TASK PROMPT =
The output is to match the entries below character for character.

::::

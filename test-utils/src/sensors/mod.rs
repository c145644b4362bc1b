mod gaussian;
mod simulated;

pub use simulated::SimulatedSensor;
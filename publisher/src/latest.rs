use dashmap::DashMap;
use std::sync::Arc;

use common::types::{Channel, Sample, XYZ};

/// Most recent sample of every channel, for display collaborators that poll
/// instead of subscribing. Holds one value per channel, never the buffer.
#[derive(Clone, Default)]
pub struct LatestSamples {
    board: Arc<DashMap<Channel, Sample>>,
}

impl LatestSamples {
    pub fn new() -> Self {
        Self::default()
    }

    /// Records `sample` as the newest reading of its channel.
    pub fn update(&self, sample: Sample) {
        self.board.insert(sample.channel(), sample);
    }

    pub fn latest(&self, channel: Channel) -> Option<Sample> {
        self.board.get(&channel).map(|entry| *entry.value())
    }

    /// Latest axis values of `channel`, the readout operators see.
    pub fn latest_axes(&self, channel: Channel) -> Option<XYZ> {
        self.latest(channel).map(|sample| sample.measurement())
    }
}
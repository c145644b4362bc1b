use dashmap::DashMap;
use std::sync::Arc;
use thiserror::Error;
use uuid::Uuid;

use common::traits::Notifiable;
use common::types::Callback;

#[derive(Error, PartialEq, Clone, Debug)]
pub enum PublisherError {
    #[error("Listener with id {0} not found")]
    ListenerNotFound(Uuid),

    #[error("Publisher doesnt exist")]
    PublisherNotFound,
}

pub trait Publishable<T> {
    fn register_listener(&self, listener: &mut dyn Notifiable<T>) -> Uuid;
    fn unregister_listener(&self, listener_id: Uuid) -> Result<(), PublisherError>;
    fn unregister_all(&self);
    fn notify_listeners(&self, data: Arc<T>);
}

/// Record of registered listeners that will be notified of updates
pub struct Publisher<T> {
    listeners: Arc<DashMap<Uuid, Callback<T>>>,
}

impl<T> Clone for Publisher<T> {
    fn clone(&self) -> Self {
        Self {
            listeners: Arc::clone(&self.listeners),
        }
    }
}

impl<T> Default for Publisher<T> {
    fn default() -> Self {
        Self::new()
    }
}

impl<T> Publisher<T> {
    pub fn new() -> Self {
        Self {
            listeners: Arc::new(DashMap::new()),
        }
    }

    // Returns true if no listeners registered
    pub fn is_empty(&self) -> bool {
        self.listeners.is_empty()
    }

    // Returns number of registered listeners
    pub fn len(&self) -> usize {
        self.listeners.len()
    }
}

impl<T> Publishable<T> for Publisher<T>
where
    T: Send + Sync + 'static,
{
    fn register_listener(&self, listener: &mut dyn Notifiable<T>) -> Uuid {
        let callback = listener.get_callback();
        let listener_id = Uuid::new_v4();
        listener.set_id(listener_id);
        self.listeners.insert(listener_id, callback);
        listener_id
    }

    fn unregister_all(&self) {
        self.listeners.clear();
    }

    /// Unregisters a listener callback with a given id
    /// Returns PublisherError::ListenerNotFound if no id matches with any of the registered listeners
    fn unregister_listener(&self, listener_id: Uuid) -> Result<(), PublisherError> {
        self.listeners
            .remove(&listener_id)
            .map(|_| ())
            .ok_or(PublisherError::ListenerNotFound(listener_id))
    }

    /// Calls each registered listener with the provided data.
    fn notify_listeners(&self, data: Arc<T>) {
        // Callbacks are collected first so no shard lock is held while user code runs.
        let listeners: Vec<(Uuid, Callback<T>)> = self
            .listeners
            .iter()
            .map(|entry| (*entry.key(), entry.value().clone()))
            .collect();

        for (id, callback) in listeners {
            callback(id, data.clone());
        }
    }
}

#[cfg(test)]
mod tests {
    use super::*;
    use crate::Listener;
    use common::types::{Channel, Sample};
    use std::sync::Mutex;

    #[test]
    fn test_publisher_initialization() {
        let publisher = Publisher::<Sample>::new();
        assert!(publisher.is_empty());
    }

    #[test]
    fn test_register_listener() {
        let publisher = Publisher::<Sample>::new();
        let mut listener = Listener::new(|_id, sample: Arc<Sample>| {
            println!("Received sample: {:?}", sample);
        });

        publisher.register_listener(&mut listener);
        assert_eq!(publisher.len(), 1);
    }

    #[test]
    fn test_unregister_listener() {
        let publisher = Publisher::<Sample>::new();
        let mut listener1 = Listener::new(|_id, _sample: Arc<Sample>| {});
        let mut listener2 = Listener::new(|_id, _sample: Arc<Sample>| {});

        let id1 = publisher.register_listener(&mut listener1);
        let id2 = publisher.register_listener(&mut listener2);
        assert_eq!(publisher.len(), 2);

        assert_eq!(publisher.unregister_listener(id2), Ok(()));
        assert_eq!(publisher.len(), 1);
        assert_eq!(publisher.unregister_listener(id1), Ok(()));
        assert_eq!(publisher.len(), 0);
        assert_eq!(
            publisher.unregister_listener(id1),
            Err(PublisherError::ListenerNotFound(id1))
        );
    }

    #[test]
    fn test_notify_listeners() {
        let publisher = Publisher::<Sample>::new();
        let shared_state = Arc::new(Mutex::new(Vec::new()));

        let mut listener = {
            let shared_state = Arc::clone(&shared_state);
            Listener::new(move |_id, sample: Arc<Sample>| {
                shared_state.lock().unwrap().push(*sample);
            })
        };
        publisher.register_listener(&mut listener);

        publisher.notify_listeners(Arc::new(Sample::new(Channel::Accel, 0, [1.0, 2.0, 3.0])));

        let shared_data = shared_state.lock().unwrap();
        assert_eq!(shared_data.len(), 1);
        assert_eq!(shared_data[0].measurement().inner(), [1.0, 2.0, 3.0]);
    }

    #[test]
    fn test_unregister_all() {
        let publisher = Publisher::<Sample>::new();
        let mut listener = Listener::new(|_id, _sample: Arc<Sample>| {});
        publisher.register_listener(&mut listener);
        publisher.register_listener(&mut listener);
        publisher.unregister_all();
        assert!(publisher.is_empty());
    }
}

::::

ANSWER =
filename test-utils/src/sensors/mod.rs
repository c145644b4362bc1b
mod gaussian;
mod simulated;

pub use simulated::SimulatedSensor;
filename publisher/src/latest.rs
use dashmap::DashMap;
use std::sync::Arc;

use common::types::{Channel, Sample, XYZ};

/// Most recent sample of every channel, for display collaborators that poll
/// instead of subscribing. Holds one value per channel, never the buffer.
#[derive(Clone, Default)]
pub struct LatestSamples {
    board: Arc<DashMap<Channel, Sample>>,
}

impl LatestSamples {
    pub fn new() -> Self {
        Self::default()
    }

    /// Records `sample` as the newest reading of its channel.
    pub fn update(&self, sample: Sample) {
        self.board.insert(sample.channel(), sample);
    }

    pub fn latest(&self, channel: Channel) -> Option<Sample> {
        self.board.get(&channel).map(|entry| *entry.value())
    }

    /// Latest axis values of `channel`, the readout operators see.
    pub fn latest_axes(&self, channel: Channel) -> Option<XYZ> {
        self.latest(channel).map(|sample| sample.measurement())
    }
}
repository c145644b4362bc1b
use dashmap::DashMap;
use std::sync::Arc;
use thiserror::Error;
use uuid::Uuid;

use common::traits::Notifiable;
use common::types::Callback;

#[derive(Error, PartialEq, Clone, Debug)]
pub enum PublisherError {
    #[error("Listener with id {0} not found")]
    ListenerNotFound(Uuid),

    #[error("Publisher doesnt exist")]
    PublisherNotFound,
}

pub trait Publishable<T> {
    fn register_listener(&self, listener: &mut dyn Notifiable<T>) -> Uuid;
    fn unregister_listener(&self, listener_id: Uuid) -> Result<(), PublisherError>;
    fn unregister_all(&self);
    fn notify_listeners(&self, data: Arc<T>);
}

/// Record of registered listeners that will be notified of updates
pub struct Publisher<T> {
    listeners: Arc<DashMap<Uuid, Callback<T>>>,
}

impl<T> Clone for Publisher<T> {
    fn clone(&self) -> Self {
        Self {
            listeners: Arc::clone(&self.listeners),
        }
    }
}

impl<T> Default for Publisher<T> {
    fn default() -> Self {
        Self::new()
    }
}

impl<T> Publisher<T> {
    pub fn new() -> Self {
        Self {
            listeners: Arc::new(DashMap::new()),
        }
    }

    // Returns true if no listeners registered
    pub fn is_empty(&self) -> bool {
        self.listeners.is_empty()
    }

    // Returns number of registered listeners
    pub fn len(&self) -> usize {
        self.listeners.len()
    }
}

impl<T> Publishable<T> for Publisher<T>
where
    T: Send + Sync + 'static,
{
    fn register_listener(&self, listener: &mut dyn Notifiable<T>) -> Uuid {
        let callback = listener.get_callback();
        let listener_id = Uuid::new_v4();
        listener.set_id(listener_id);
        self.listeners.insert(listener_id, callback);
        listener_id
    }

    fn unregister_all(&self) {
        self.listeners.clear();
    }

    /// Unregisters a listener callback with a given id
    /// Returns PublisherError::ListenerNotFound if no id matches with any of the registered listeners
    fn unregister_listener(&self, listener_id: Uuid) -> Result<(), PublisherError> {
        self.listeners
            .remove(&listener_id)
            .map(|_| ())
            .ok_or(PublisherError::ListenerNotFound(listener_id))
    }

    /// Calls each registered listener with the provided data.
    fn notify_listeners(&self, data: Arc<T>) {
        // Callbacks are collected first so no shard lock is held while user code runs.
        let listeners: Vec<(Uuid, Callback<T>)> = self
            .listeners
            .iter()
            .map(|entry| (*entry.key(), entry.value().clone()))
            .collect();

        for (id, callback) in listeners {
            callback(id, data.clone());
        }
    }
}

#[cfg(test)]
mod tests {
    use super::*;
    use crate::Listener;
    use common::types::{Channel, Sample};
    use std::sync::Mutex;

    #[test]
    fn test_publisher_initialization() {
        let publisher = Publisher::<Sample>::new();
        assert!(publisher.is_empty());
    }

    #[test]
    fn test_register_listener() {
        let publisher = Publisher::<Sample>::new();
        let mut listener = Listener::new(|_id, sample: Arc<Sample>| {
            println!("Received sample: {:?}", sample);
        });

        publisher.register_listener(&mut listener);
        assert_eq!(publisher.len(), 1);
    }

    #[test]
    fn test_unregister_listener() {
        let publisher = Publisher::<Sample>::new();
        let mut listener1 = Listener::new(|_id, _sample: Arc<Sample>| {});
        let mut listener2 = Listener::new(|_id, _sample: Arc<Sample>| {});

        let id1 = publisher.register_listener(&mut listener1);
        let id2 = publisher.register_listener(&mut listener2);
        assert_eq!(publisher.len(), 2);

        assert_eq!(publisher.unregister_listener(id2), Ok(()));
        assert_eq!(publisher.len(), 1);
        assert_eq!(publisher.unregister_listener(id1), Ok(()));
        assert_eq!(publisher.len(), 0);
        assert_eq!(
            publisher.unregister_listener(id1),
            Err(PublisherError::ListenerNotFound(id1))
        );
    }

    #[test]
    fn test_notify_listeners() {
        let publisher = Publisher::<Sample>::new();
        let shared_state = Arc::new(Mutex::new(Vec::new()));

        let mut listener = {
            let shared_state = Arc::clone(&shared_state);
            Listener::new(move |_id, sample: Arc<Sample>| {
                shared_state.lock().unwrap().push(*sample);
            })
        };
        publisher.register_listener(&mut listener);

        publisher.notify_listeners(Arc::new(Sample::new(Channel::Accel, 0, [1.0, 2.0, 3.0])));

        let shared_data = shared_state.lock().unwrap();
        assert_eq!(shared_data.len(), 1);
        assert_eq!(shared_data[0].measurement().inner(), [1.0, 2.0, 3.0]);
    }

    #[test]
    fn test_unregister_all() {
        let publisher = Publisher::<Sample>::new();
        let mut listener = Listener::new(|_id, _sample: Arc<Sample>| {});
        publisher.register_listener(&mut listener);
        publisher.register_listener(&mut listener);
        publisher.unregister_all();
        assert!(publisher.is_empty());
    }
}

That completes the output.